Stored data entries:

-- Opening Marker --

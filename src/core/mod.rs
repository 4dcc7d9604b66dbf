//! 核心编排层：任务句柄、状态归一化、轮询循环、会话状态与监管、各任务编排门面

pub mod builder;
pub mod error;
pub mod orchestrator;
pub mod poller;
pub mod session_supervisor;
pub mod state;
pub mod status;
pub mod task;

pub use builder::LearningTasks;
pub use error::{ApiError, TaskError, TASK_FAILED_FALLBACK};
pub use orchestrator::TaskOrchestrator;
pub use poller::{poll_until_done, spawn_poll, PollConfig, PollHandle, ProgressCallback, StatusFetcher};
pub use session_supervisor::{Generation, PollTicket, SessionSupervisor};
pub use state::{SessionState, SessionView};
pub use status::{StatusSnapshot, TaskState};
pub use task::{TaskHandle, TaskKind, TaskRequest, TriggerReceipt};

-- Closing Marker --

▸ **Exercise description**: Set down only the lines above that fall between the line holding "pub mod session_supervisor;" and the line holding "pub use orchestrator::TaskOrchestrator;", inclusive, keeping each exact.

▸ **Solution for this exercise**:
pub mod session_supervisor;
pub mod state;
pub mod status;
pub mod task;

pub use builder::LearningTasks;
pub use error::{ApiError, TaskError, TASK_FAILED_FALLBACK};
pub use orchestrator::TaskOrchestrator;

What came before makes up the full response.